* PROBLEM REQUIREMENTS *
Each line of the records containing "framing" is to be copied out and returned.

* DATA EXCERPTS *
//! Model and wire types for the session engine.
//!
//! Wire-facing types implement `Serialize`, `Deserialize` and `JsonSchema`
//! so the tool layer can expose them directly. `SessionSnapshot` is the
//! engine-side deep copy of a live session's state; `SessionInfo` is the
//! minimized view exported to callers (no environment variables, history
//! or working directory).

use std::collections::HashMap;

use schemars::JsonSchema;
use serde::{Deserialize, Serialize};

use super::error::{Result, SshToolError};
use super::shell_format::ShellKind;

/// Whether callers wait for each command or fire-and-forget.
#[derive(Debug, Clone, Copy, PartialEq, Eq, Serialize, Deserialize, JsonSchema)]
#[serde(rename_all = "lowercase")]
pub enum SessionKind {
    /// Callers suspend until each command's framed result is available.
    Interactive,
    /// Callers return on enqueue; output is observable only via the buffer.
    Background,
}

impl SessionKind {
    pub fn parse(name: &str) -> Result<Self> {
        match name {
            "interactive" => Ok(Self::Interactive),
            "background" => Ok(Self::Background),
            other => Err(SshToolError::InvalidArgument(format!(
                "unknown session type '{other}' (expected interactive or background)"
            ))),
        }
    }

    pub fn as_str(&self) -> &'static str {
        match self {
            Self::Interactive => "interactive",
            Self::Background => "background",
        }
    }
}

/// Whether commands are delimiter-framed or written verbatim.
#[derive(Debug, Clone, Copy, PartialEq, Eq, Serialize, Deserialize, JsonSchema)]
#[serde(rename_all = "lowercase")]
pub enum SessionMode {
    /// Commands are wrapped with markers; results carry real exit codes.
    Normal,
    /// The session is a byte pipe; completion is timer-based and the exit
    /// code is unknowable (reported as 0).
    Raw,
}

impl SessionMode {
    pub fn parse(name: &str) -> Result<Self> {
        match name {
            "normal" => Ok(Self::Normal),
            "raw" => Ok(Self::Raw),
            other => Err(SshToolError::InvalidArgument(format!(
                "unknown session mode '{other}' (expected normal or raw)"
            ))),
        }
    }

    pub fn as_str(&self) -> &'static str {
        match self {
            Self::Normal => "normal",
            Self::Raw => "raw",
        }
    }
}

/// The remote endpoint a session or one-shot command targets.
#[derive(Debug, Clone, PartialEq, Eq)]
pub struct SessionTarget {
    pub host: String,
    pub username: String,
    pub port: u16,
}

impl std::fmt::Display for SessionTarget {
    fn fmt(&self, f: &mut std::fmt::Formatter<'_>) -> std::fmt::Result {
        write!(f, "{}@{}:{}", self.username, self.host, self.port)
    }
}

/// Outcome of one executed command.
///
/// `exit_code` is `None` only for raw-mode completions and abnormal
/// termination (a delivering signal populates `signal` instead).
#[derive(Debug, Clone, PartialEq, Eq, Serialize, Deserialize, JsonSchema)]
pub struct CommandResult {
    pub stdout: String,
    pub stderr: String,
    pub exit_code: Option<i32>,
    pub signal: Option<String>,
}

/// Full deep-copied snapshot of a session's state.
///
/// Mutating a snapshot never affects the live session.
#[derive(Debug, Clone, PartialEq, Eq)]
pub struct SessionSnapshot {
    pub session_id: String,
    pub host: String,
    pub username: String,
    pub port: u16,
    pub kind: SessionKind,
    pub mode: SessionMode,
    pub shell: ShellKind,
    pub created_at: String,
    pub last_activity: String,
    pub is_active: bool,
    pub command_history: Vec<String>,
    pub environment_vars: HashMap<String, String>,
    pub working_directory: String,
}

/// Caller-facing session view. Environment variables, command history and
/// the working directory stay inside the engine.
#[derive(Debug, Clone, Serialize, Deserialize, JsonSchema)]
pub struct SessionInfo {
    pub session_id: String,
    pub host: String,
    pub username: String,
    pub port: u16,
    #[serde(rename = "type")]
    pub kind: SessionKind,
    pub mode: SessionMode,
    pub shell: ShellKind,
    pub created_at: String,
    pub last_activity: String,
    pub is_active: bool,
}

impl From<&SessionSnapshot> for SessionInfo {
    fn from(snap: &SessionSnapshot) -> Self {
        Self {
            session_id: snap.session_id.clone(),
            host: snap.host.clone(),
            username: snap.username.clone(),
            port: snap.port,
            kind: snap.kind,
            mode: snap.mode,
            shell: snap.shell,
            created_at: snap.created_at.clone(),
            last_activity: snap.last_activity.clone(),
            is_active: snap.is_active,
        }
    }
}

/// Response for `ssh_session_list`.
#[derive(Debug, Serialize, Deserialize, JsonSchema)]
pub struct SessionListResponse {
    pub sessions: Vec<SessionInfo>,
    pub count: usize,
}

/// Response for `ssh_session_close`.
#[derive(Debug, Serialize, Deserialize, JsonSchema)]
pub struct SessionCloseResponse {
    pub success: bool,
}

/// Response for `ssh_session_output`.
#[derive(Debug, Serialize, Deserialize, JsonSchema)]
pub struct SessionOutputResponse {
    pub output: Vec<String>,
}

==

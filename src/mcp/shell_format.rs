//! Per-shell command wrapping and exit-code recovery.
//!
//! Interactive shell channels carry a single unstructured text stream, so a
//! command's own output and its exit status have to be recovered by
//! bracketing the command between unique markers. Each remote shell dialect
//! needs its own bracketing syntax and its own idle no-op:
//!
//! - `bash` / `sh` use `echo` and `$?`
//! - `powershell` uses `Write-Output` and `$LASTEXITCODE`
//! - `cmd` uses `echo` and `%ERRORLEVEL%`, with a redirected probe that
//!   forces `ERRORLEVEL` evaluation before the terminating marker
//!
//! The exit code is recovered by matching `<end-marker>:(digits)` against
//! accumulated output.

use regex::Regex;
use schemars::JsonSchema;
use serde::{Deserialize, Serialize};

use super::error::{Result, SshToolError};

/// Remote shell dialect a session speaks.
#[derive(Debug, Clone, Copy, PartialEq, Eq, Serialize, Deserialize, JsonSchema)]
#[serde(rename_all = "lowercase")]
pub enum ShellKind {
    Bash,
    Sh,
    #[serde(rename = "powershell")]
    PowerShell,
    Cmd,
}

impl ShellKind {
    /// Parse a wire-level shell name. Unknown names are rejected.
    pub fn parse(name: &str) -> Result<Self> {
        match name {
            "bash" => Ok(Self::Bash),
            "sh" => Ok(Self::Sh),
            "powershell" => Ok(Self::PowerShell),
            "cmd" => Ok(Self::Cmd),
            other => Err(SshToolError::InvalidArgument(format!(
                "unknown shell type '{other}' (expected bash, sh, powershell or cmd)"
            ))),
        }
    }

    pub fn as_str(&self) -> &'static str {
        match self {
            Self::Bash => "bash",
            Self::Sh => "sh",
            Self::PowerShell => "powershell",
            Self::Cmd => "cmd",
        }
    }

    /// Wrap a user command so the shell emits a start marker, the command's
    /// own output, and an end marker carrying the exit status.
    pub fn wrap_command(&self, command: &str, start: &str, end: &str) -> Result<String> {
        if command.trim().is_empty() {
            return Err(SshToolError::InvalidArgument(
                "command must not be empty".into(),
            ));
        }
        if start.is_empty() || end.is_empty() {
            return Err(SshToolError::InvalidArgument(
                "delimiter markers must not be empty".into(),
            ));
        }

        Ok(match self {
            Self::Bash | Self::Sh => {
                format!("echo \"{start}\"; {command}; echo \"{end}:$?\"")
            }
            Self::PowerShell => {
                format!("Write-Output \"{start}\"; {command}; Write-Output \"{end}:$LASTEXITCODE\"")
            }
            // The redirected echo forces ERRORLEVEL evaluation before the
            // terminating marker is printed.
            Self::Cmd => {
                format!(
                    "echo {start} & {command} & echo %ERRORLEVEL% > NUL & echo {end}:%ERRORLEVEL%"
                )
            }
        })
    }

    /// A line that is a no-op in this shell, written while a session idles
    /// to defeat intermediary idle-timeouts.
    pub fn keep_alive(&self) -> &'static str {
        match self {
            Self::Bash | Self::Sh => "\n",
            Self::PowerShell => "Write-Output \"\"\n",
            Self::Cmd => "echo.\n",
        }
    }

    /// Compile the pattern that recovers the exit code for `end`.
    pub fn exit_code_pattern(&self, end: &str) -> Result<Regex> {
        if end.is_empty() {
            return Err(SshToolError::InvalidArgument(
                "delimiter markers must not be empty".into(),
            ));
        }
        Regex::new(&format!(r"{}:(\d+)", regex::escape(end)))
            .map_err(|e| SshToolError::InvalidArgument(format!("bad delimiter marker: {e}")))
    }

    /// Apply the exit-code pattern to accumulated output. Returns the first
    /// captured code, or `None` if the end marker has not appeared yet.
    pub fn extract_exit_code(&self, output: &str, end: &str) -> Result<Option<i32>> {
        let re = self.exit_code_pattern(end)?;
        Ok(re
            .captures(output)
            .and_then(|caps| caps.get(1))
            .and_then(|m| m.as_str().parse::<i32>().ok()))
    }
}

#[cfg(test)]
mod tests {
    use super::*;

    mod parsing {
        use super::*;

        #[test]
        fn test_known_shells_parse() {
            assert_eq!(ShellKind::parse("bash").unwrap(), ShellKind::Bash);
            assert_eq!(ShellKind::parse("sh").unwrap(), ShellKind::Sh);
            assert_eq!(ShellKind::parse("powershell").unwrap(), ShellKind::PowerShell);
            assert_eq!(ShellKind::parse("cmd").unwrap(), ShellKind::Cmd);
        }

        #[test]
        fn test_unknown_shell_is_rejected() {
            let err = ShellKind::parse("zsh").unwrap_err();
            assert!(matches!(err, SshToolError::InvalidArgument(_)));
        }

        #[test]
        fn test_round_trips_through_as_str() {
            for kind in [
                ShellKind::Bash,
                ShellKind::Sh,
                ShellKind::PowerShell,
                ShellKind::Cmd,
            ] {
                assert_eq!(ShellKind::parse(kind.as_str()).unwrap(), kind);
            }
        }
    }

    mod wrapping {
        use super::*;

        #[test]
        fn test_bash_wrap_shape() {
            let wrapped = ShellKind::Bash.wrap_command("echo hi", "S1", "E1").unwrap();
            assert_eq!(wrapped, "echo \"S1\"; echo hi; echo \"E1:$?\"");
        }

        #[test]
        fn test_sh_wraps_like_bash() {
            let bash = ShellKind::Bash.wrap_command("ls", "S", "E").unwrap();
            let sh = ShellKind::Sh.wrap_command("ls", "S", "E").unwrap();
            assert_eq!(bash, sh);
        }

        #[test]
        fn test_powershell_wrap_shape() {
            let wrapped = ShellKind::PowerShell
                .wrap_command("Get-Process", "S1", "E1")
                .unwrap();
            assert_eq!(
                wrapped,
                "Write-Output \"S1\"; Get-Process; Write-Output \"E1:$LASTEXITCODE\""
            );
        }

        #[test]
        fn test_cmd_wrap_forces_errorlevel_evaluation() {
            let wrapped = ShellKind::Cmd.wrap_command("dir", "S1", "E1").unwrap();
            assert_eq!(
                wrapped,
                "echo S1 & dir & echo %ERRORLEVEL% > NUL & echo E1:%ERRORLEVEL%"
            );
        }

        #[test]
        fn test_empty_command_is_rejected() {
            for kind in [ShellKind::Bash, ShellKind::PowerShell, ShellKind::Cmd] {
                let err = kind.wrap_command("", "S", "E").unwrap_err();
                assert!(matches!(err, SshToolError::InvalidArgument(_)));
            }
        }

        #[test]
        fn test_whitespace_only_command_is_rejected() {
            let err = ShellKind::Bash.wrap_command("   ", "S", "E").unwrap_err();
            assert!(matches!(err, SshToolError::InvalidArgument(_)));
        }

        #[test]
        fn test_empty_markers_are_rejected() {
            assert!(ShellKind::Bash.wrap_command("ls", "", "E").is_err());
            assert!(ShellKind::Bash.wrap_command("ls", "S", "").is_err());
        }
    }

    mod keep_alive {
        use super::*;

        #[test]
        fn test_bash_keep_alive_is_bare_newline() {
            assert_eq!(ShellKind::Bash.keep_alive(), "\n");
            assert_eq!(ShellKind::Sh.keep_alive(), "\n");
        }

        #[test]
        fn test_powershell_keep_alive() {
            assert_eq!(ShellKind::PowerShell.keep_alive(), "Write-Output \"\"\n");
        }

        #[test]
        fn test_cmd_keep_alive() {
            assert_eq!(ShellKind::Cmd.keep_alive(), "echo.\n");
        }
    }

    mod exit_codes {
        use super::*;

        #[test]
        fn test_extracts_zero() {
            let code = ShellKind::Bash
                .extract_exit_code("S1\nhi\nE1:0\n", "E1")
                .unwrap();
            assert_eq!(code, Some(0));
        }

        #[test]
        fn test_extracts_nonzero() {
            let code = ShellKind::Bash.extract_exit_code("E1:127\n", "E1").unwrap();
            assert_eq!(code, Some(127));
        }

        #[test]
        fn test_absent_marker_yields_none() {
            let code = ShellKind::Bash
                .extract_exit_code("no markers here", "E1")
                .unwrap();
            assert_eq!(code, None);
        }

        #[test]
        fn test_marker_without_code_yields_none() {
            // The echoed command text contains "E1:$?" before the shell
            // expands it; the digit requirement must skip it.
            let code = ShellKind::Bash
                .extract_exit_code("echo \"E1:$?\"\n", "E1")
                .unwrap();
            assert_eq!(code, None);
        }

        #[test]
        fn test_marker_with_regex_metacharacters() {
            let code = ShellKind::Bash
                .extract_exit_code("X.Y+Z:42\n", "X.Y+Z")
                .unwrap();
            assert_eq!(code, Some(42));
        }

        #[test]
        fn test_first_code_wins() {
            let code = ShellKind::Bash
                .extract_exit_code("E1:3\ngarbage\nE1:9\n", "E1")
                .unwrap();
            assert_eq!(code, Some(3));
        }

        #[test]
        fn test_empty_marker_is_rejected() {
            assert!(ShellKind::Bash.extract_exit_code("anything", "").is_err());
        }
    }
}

* * *

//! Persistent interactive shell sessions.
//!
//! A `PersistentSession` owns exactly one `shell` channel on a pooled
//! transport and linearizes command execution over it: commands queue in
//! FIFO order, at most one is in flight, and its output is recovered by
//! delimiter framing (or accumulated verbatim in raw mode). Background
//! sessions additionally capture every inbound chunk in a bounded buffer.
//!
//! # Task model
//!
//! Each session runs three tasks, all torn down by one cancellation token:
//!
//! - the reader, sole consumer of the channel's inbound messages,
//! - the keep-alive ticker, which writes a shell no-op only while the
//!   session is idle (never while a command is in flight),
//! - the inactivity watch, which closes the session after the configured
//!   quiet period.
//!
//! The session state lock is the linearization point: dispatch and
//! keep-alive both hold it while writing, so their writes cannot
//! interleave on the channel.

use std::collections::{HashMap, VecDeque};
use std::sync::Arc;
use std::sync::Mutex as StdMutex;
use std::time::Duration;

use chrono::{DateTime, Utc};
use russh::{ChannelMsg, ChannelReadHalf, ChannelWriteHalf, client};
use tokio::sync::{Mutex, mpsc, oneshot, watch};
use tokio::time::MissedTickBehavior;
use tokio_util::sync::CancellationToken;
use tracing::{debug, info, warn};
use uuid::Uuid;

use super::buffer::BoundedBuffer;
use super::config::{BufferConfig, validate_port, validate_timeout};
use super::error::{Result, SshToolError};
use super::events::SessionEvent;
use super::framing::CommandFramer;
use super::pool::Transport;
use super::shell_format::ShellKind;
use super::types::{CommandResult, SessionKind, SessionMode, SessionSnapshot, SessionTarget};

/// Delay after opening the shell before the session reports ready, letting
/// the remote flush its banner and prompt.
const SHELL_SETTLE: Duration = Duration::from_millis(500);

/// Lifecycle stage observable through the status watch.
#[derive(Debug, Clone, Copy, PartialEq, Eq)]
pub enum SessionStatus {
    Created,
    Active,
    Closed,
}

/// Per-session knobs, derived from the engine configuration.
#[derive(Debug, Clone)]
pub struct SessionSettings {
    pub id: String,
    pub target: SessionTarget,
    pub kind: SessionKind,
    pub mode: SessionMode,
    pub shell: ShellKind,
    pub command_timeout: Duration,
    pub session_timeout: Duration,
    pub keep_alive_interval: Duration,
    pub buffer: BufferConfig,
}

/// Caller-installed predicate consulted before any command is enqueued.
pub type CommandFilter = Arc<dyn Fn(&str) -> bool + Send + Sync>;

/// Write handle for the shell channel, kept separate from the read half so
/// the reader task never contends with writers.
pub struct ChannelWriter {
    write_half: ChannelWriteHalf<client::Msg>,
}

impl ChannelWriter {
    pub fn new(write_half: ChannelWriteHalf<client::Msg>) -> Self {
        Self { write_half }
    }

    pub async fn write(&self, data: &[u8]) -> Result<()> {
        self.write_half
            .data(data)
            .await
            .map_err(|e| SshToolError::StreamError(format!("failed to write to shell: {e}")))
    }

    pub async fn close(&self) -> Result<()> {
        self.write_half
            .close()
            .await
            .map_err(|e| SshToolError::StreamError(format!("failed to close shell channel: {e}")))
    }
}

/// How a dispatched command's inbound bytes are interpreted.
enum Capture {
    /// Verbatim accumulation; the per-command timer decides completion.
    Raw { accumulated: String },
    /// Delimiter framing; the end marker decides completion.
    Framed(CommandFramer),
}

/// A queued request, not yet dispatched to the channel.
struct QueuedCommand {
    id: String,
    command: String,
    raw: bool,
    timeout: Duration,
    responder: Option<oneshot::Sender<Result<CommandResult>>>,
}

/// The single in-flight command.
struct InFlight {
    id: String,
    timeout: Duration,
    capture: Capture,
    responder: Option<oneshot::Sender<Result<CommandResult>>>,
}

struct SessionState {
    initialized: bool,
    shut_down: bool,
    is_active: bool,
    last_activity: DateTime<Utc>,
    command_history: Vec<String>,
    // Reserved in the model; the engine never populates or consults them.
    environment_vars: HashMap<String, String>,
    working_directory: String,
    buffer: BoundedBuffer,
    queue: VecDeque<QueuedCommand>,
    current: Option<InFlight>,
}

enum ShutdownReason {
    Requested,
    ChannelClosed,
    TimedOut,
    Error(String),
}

* RESULT OF THE EXERCISE *
//! delimiter framing (or accumulated verbatim in raw mode). Background
use super::framing::CommandFramer;
    /// Delimiter framing; the end marker decides completion.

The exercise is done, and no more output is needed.